Aunque al acabar la ingeniería me tentaron con hacer el doctorado en la Escuela, pragmáticamente opté por aventurarme en el mundo de la empresa en el que, tras un breve paso por el ámbito de la consultoría, he desarrollado mi carrera profesional trabajando en el sector de la integración de redes de comunicaciones, manteniendo viva mi conexión con la innovación tecnológica. No obstante, rechazar la oportunidad del doctorado a tiempo completo no me dejó indemne. La curiosidad siguió azuzándome y por eso, me embarqué en el largo viaje del doctorado en Economía, bajo un programa multidisciplinar sobre política de las telecomunicaciones y desarrollo de la Sociedad de la Información. Más allá de los cálculos econométricos de rigor, por fin pude sentarme a escribir la tesis que yo quería escribir. Y fue sobre “La inevitabilidad histórica de la Sociedad de la Información”. El libro llegará pronto.
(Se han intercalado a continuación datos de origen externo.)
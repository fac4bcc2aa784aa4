mod common;

use axum::body::Body;
use axum::http::{header, Request, StatusCode};
use tower::util::ServiceExt;

use common::{body_json, spawn_app, spawn_app_without_media_credentials};

const BOUNDARY: &str = "test-boundary-7MA4YWxkTrZu0gW";

fn multipart_request(field_name: &str, content_type: &str, data: &[u8]) -> Request<Body> {
    let mut body = Vec::new();
    body.extend_from_slice(format!("--{BOUNDARY}\r\n").as_bytes());
    body.extend_from_slice(
        format!(
            "Content-Disposition: form-data; name=\"{field_name}\"; filename=\"photo\"\r\n\
             Content-Type: {content_type}\r\n\r\n"
        )
        .as_bytes(),
    );
    body.extend_from_slice(data);
    body.extend_from_slice(format!("\r\n--{BOUNDARY}--\r\n").as_bytes());

    Request::builder()
        .method("POST")
        .uri("/api/upload")
        .header(
            header::CONTENT_TYPE,
            format!("multipart/form-data; boundary={BOUNDARY}"),
        )
        .body(Body::from(body))
        .unwrap()
}

#[tokio::test]
async fn upload_returns_hosted_urls() {
    let app = spawn_app();

    let response = app
        .router
        .oneshot(multipart_request("image", "image/jpeg", &[0xFF, 0xD8, 0xFF]))
        .await
        .unwrap();

    assert_eq!(response.status(), StatusCode::OK);
    let body = body_json(response).await;
    assert_eq!(body["success"], true);
    assert!(body["url"].as_str().unwrap().contains("?v="));
    assert!(body["analysisUrl"].as_str().unwrap().contains("e_improve"));
    assert!(body["publicId"].as_str().unwrap().starts_with("health-analyzer/"));
    assert_eq!(app.media.upload_count(), 1);
}

#[tokio::test]
async fn five_megabyte_image_clears_the_body_limit() {
    let app = spawn_app();

    let mut data = vec![0xFF, 0xD8, 0xFF];
    data.resize(5 * 1024 * 1024, 0);
    let response = app
        .router
        .oneshot(multipart_request("image", "image/jpeg", &data))
        .await
        .unwrap();

    assert_eq!(response.status(), StatusCode::OK);
    let body = body_json(response).await;
    assert_eq!(body["success"], true);
    assert_eq!(app.media.upload_count(), 1);
}

#[tokio::test]
async fn oversize_image_is_rejected_with_size_message() {
    let app = spawn_app();

    let data = vec![0u8; 11 * 1024 * 1024];
    let response = app
        .router
        .oneshot(multipart_request("image", "image/jpeg", &data))
        .await
        .unwrap();

    assert_eq!(response.status(), StatusCode::BAD_REQUEST);
    let body = body_json(response).await;
    assert_eq!(body["error"], "File too large: 11MB. Max 10MB allowed");
    assert_eq!(app.media.upload_count(), 0);
}

#[tokio::test]
async fn disallowed_file_type_is_rejected() {
    let app = spawn_app();

    let response = app
        .router
        .oneshot(multipart_request("image", "text/plain", b"not an image"))
        .await
        .unwrap();

    assert_eq!(response.status(), StatusCode::BAD_REQUEST);
    let body = body_json(response).await;
    assert!(body["error"]
        .as_str()
        .unwrap()
        .starts_with("Invalid file type: text/plain"));
    assert_eq!(app.media.upload_count(), 0);
}

#[tokio::test]
async fn missing_image_field_is_rejected() {
    let app = spawn_app();

    let response = app
        .router
        .oneshot(multipart_request("document", "image/png", &[0x89, 0x50]))
        .await
        .unwrap();

    assert_eq!(response.status(), StatusCode::BAD_REQUEST);
    let body = body_json(response).await;
    assert_eq!(body["error"], "No image file found in upload");
}

#[tokio::test]
async fn missing_media_credentials_yield_configuration_error() {
    let app = spawn_app_without_media_credentials();

    let response = app
        .oneshot(multipart_request("image", "image/jpeg", &[0xFF, 0xD8]))
        .await
        .unwrap();

    assert_eq!(response.status(), StatusCode::INTERNAL_SERVER_ERROR);
    let body = body_json(response).await;
    assert_eq!(body["error"], "Server configuration error");
}
pub mod image_fetcher;
pub mod invoker;
pub mod media_host;
pub mod pipeline;
pub mod prompt;
pub mod providers;
pub mod reconcile;
pub mod recovery;

pub use image_fetcher::ImageFetcher;
pub use invoker::ModelPair;
pub use media_host::{CloudinaryClient, MediaHost, MockMediaHost};
pub use pipeline::RouteSpec;
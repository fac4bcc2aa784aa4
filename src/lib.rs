pub mod config;
pub mod error;
pub mod handlers;
pub mod models;
pub mod observability;
pub mod services;
pub mod startup;
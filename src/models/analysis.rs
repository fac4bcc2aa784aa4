use serde::{Deserialize, Serialize};
use serde_json::Value;
use validator::Validate;

/// Output language requested by the client. The language directive is woven
/// into the system prompt; rate-limit messages are localized with it too.
#[derive(Debug, Clone, Copy, PartialEq, Eq, Default, Deserialize, Serialize)]
#[serde(rename_all = "lowercase")]
pub enum Language {
    #[default]
    Ru,
    Ua,
}

impl Language {
    pub fn directive(&self) -> &'static str {
        match self {
            Language::Ru => "Отвечай на русском языке.",
            Language::Ua => "Відповідай українською мовою.",
        }
    }

    pub fn rate_limit_message(&self) -> &'static str {
        match self {
            Language::Ru => "Сервис перегружен, попробуйте позже.",
            Language::Ua => "Сервіс перевантажено, спробуйте пізніше.",
        }
    }
}

/// Body accepted by every analysis route. `analysis_url`, when present, is
/// the enhanced rendition and wins over `image_url` as the model input.
#[derive(Debug, Clone, Deserialize)]
#[serde(rename_all = "camelCase")]
pub struct AnalyzeRequest {
    pub image_url: Option<String>,
    pub analysis_url: Option<String>,
    /// Prior-stage output passed as extra grounding for the model.
    pub detailed_analysis: Option<String>,
    #[serde(default)]
    pub language: Language,
    pub analysis_id: Option<String>,
    pub timestamp: Option<String>,
}

impl AnalyzeRequest {
    pub fn source_url(&self) -> Option<&str> {
        self.analysis_url
            .as_deref()
            .filter(|u| !u.is_empty())
            .or(self.image_url.as_deref().filter(|u| !u.is_empty()))
    }
}

#[derive(Debug, Serialize)]
#[serde(rename_all = "camelCase")]
pub struct UploadResponse {
    pub success: bool,
    pub url: String,
    pub analysis_url: String,
    pub original_url: String,
    pub public_id: String,
    pub unique_id: String,
}

#[derive(Debug, Deserialize, Validate)]
#[serde(rename_all = "camelCase")]
pub struct SendResultsRequest {
    #[validate(email(message = "Invalid email"))]
    pub email: String,
    pub analysis_data: Value,
    pub image_url: Option<String>,
    /// "detailed" or "comprehensive"; anything else renders the generic report.
    pub analysis_type: Option<String>,
}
Conciliar la vida profesional, la familiar y las inquietudes no es tarea fácil. Soy un privilegiado que ha tenido la suerte de contar con una familia increíble y unos amigos envidiables que me han ayudado a llegar donde estoy. Aun así, la única forma posible ha tenido que ver, como decía mi abuelo citando a Marañón, con ser trapero del tiempo, arañando ratos bajo las piedras, en el conticinio de la noche, leyendo, escudriñando y deliberando sobre muy diversos temas. Y sigo inquieto. Y así llego, aquí, con muchas ganas de seguir encaramándome a nuevas atalayas.
Hay un libro muy divertido, Los años extraordinarios, en los que cuenta el protagonista que en su pueblo a los que se dedicaban a las ciencias les obligaban a estudiar música para que su espíritu no se volviera oscuro del todo... (más o menos eso decía). A ti no hace falta que te obliguen a nada, ya por tu cuenta te metes en todas partes y si es donde no te llaman, mejor. Un saludo, Javier.
Un placer tenerte por aquí, y muchas ganas de empezar a leer mucho de lo que tienes que contar.